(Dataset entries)
*** Block opens ***

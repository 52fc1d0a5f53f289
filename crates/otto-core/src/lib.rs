// Copyright (c) 2024-2026 Martin Schröder <info@swedishembedded.com>
//
// SPDX-License-Identifier: MIT
mod agent;
mod compact;
mod convo;
mod gitobs;
mod message;
mod ports;
mod state;
mod store;

pub use agent::{Agent, AgentParams, Autoformatter, CANCEL_INSTRUCTION};
pub use compact::compaction_threshold;
pub use convo::{
    Budget, BudgetError, Conversation, ConvoListener, ConvoMeta, ToolResultRecord,
    CANCELLED_TOOL_USE,
};
pub use gitobs::{
    format_git_log, parse_git_log, DiffStats, GitCommit, GitObservation, GitObserver,
    GitObserverParams,
};
pub use message::{AgentMessage, MessageType, ToolCallRef};
pub use ports::{PortEvent, PortEventKind, PortListener, PortMonitor};
pub use state::{AgentState, StateError, StateMachine, Transition};
pub use store::{MessageIterator, MessageStore};
/// The listener capability handed to every conversation.  Owns references
/// to the store and the outstanding-calls map — never the agent itself —
/// which keeps ownership one-way (agent → conversation → listener refs).
struct AgentListener {
    store: Arc<MessageStore>,
    tools: Arc<ToolRegistry>,
    outstanding: Mutex<Outstanding>,
}

impl AgentListener {
    fn base_message(&self, kind: MessageType, content: String, meta: &ConvoMeta) -> AgentMessage {
        let mut msg = AgentMessage::new(kind, content);
        msg.conversation_id = meta.id.clone();
        msg.parent_conversation_id = meta.parent_id.clone();
        msg.hide_output = meta.is_subconversation();
        msg
    }
}

impl ConvoListener for AgentListener {
    fn on_request_start(&self, _meta: &ConvoMeta, request_id: &str) {
        self.outstanding
            .lock()
            .unwrap()
            .llm_calls
            .insert(request_id.to_string());
    }

    fn on_response(&self, meta: &ConvoMeta, request_id: &str, resp: &ModelResponse) {
        self.outstanding.lock().unwrap().llm_calls.remove(request_id);
        let mut msg = self.base_message(MessageType::Agent, resp.text(), meta);
        msg.tool_calls = resp
            .tool_uses()
            .into_iter()
            .map(|(id, name, input)| ToolCallRef {
                name: name.to_string(),
                input: input.to_string(),
                tool_call_id: id.to_string(),
            })
            .collect();
        msg.usage = Some(resp.usage);
        // Subconversations never end the primary turn.  A response without
        // tool use ends the turn; with tool use it ends only when a
        // requested tool declares ends-turn semantics.
        msg.end_of_turn = if meta.is_subconversation() {
            false
        } else if msg.tool_calls.is_empty() {
            true
        } else {
            msg.tool_calls.iter().any(|tc| self.tools.ends_turn(&tc.name))
        };
        self.store.append(msg);
    }

    fn on_request_error(&self, _meta: &ConvoMeta, request_id: &str, error: &str) {
        self.outstanding.lock().unwrap().llm_calls.remove(request_id);
        warn!(request_id, "model request failed: {error}");
    }

    fn on_tool_call_start(&self, _meta: &ConvoMeta, tool_call_id: &str, name: &str) {
        self.outstanding
            .lock()
            .unwrap()
            .tool_calls
            .insert(tool_call_id.to_string(), name.to_string());
    }

    fn on_tool_result(&self, meta: &ConvoMeta, record: &ToolResultRecord) {
        self.outstanding
            .lock()
            .unwrap()
            .tool_calls
            .remove(&record.tool_call_id);
        let mut msg = self.base_message(MessageType::Tool, String::new(), meta);
        msg.tool_name = Some(record.name.clone());
        msg.tool_input = Some(record.input.clone());
        msg.tool_result = Some(record.content.clone());
        msg.tool_error = record.is_error;
        msg.tool_call_id = Some(record.tool_call_id.clone());
        msg.start_time = Some(record.started_at);
        msg.end_time = Some(record.finished_at);
        msg.elapsed = Some(record.elapsed);
        self.store.append(msg);
    }
}

/// The agent: a long-lived loop that turns user messages into model round
/// trips and tool executions, observing git and network side effects.
///
/// External actors influence a turn only through the inbox, the published
/// turn cancellation scope, and the subscribe API.
pub struct Agent {
    config: Config,
    provider: Arc<dyn ModelProvider>,
    tools: Arc<ToolRegistry>,
    system_prompt: String,
    working_dir: PathBuf,
    store: Arc<MessageStore>,
    state: StateMachine,
    listener: Arc<AgentListener>,
    /// Replaced atomically on compaction.
    convo: RwLock<Arc<Conversation>>,
    inbox_tx: mpsc::Sender<String>,
    inbox_rx: AsyncMutex<mpsc::Receiver<String>>,
    /// The active turn's cancellation handle, when a turn is running.
    turn: Mutex<Option<TurnHandle>>,
    git: Option<GitObserver>,
    ports: Arc<PortMonitor>,
    formatter: Option<Arc<dyn Autoformatter>>,
}
use async_trait::async_trait;
use std::collections::HashMap;
use std::net::SocketAddr;
use std::sync::{Arc, Mutex};
use zoneward_application::ports::{
    RemoteSoaQuery, ZoneContentWriter, ZoneRepository, ZoneResyncScheduler, ZoneTransferClient,
};
use zoneward_domain::{
    DomainError, RecordSet, RecordSetCriterion, RequestContext, TransferredZone, Zone,
    ZoneCriterion, ZoneMaster,
};

// ── MockZoneRepository ─────────────────────────────────────────────────────

#[derive(Clone, Default)]
pub struct MockZoneRepository {
    zones: Arc<Mutex<Vec<Zone>>>,
    recordsets: Arc<Mutex<Vec<RecordSet>>>,
    zone_criteria: Arc<Mutex<Vec<ZoneCriterion>>>,
    failure: Arc<Mutex<Option<DomainError>>>,
}

impl MockZoneRepository {
    pub fn new() -> Self {
        Self::default()
    }

    pub fn add_zone(&self, zone: Zone) {
        self.zones.lock().unwrap().push(zone);
    }

    pub fn add_recordset(&self, recordset: RecordSet) {
        self.recordsets.lock().unwrap().push(recordset);
    }

    pub fn fail_with(&self, error: DomainError) {
        *self.failure.lock().unwrap() = Some(error);
    }

    /// Every zone criterion passed to `find_zone`, in call order.
    pub fn zone_criteria(&self) -> Vec<ZoneCriterion> {
        self.zone_criteria.lock().unwrap().clone()
    }

    fn check_failure(&self) -> Result<(), DomainError> {
        match self.failure.lock().unwrap().clone() {
            Some(e) => Err(e),
            None => Ok(()),
        }
    }

    fn matching_recordsets(&self, criterion: &RecordSetCriterion) -> Vec<RecordSet> {
        let zones = self.zones.lock().unwrap();
        self.recordsets
            .lock()
            .unwrap()
            .iter()
            .filter(|rs| {
                zones
                    .iter()
                    .find(|z| z.id == rs.zone_id)
                    .is_some_and(|z| criterion.matches(rs, z))
            })
            .cloned()
            .collect()
    }
}

#[async_trait]
impl ZoneRepository for MockZoneRepository {
    async fn find_zone(
        &self,
        _context: &RequestContext,
        criterion: &ZoneCriterion,
    ) -> Result<Zone, DomainError> {
        self.zone_criteria.lock().unwrap().push(criterion.clone());
        self.check_failure()?;

        let matches: Vec<Zone> = self
            .zones
            .lock()
            .unwrap()
            .iter()
            .filter(|z| criterion.matches(z))
            .cloned()
            .collect();

        match matches.len() {
            0 => Err(DomainError::ZoneNotFound(format!("{:?}", criterion))),
            1 => Ok(matches.into_iter().next().unwrap()),
            n => Err(DomainError::DatabaseError(format!("{} zones matched", n))),
        }
    }

    async fn find_recordset(
        &self,
        _context: &RequestContext,
        criterion: &RecordSetCriterion,
    ) -> Result<RecordSet, DomainError> {
        self.check_failure()?;
        self.matching_recordsets(criterion)
            .into_iter()
            .next()
            .ok_or_else(|| DomainError::RecordSetNotFound(format!("{:?}", criterion)))
    }

    async fn find_recordsets(
        &self,
        _context: &RequestContext,
        criterion: &RecordSetCriterion,
    ) -> Result<Vec<RecordSet>, DomainError> {
        self.check_failure()?;
        Ok(self.matching_recordsets(criterion))
    }
}

// ── MockRemoteSoaQuery ─────────────────────────────────────────────────────

#[derive(Clone, Default)]
pub struct MockRemoteSoaQuery {
    serial: Arc<Mutex<Option<u32>>>,
    error: Arc<Mutex<Option<DomainError>>>,
    queries: Arc<Mutex<Vec<(SocketAddr, String)>>>,
}

impl MockRemoteSoaQuery {
    pub fn with_serial(serial: u32) -> Self {
        let mock = Self::default();
        *mock.serial.lock().unwrap() = Some(serial);
        mock
    }

    pub fn failing(error: DomainError) -> Self {
        let mock = Self::default();
        *mock.error.lock().unwrap() = Some(error);
        mock
    }

    pub fn queries(&self) -> Vec<(SocketAddr, String)> {
        self.queries.lock().unwrap().clone()
    }
}

#[async_trait]
impl RemoteSoaQuery for MockRemoteSoaQuery {
    async fn query_soa_serial(
        &self,
        server: SocketAddr,
        zone_name: &str,
    ) -> Result<u32, DomainError> {
        self.queries
            .lock()
            .unwrap()
            .push((server, zone_name.to_string()));

        if let Some(e) = self.error.lock().unwrap().clone() {
            return Err(e);
        }
        self.serial
            .lock()
            .unwrap()
            .ok_or_else(|| DomainError::RemoteQuery("no serial configured".to_string()))
    }
}

// ── MockResyncScheduler ────────────────────────────────────────────────────

#[derive(Clone, Default)]
pub struct MockResyncScheduler {
    scheduled: Arc<Mutex<Vec<(String, Vec<ZoneMaster>)>>>,
    reject: Arc<Mutex<bool>>,
}

impl MockResyncScheduler {
    pub fn new() -> Self {
        Self::default()
    }

    pub fn rejecting() -> Self {
        let mock = Self::default();
        *mock.reject.lock().unwrap() = true;
        mock
    }

    /// `(zone id, masters)` for every accepted schedule call.
    pub fn scheduled(&self) -> Vec<(String, Vec<ZoneMaster>)> {
        self.scheduled.lock().unwrap().clone()
    }
}

impl ZoneResyncScheduler for MockResyncScheduler {
    fn schedule_resync(
        &self,
        _context: &RequestContext,
        zone: &Zone,
        masters: Vec<ZoneMaster>,
    ) -> Result<(), DomainError> {
        if *self.reject.lock().unwrap() {
            return Err(DomainError::SchedulerUnavailable("queue full".to_string()));
        }
        self.scheduled
            .lock()
            .unwrap()
            .push((zone.id.to_string(), masters));
        Ok(())
    }
}

// ── MockZoneTransferClient ─────────────────────────────────────────────────

#[derive(Clone, Default)]
pub struct MockZoneTransferClient {
    results: Arc<Mutex<HashMap<SocketAddr, Result<TransferredZone, DomainError>>>>,
    calls: Arc<Mutex<Vec<ZoneMaster>>>,
}

impl MockZoneTransferClient {
    pub fn new() -> Self {
        Self::default()
    }

    pub fn set_result(&self, master: ZoneMaster, result: Result<TransferredZone, DomainError>) {
        self.results
            .lock()
            .unwrap()
            .insert(master.socket_addr(), result);
    }

    pub fn calls(&self) -> Vec<ZoneMaster> {
        self.calls.lock().unwrap().clone()
    }
}

#[async_trait]
impl ZoneTransferClient for MockZoneTransferClient {
    async fn fetch_zone(
        &self,
        _zone_name: &str,
        master: ZoneMaster,
    ) -> Result<TransferredZone, DomainError> {
        self.calls.lock().unwrap().push(master);
        self.results
            .lock()
            .unwrap()
            .get(&master.socket_addr())
            .cloned()
            .unwrap_or_else(|| {
                Err(DomainError::TransportTimeout(1000))
            })
    }
}

// ── MockZoneContentWriter ──────────────────────────────────────────────────

#[derive(Clone, Default)]
pub struct MockZoneContentWriter {
    writes: Arc<Mutex<Vec<(String, TransferredZone)>>>,
    failure: Arc<Mutex<Option<DomainError>>>,
}

impl MockZoneContentWriter {
    pub fn new() -> Self {
        Self::default()
    }

    pub fn fail_with(&self, error: DomainError) {
        *self.failure.lock().unwrap() = Some(error);
    }

    pub fn writes(&self) -> Vec<(String, TransferredZone)> {
        self.writes.lock().unwrap().clone()
    }
}

#[async_trait]
impl ZoneContentWriter for MockZoneContentWriter {
    async fn replace_zone_contents(
        &self,
        _context: &RequestContext,
        zone_id: &str,
        transferred: &TransferredZone,
    ) -> Result<(), DomainError> {
        if let Some(e) = self.failure.lock().unwrap().clone() {
            return Err(e);
        }
        self.writes
            .lock()
            .unwrap()
            .push((zone_id.to_string(), transferred.clone()));
        Ok(())
    }
}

*** Block closes ***

• _YOUR TASK_: The required answer is each line of the entries containing the string "when".

• _RESPONSE_:
        // tool use ends the turn; with tool use it ends only when a
    /// The active turn's cancellation handle, when a turn is running.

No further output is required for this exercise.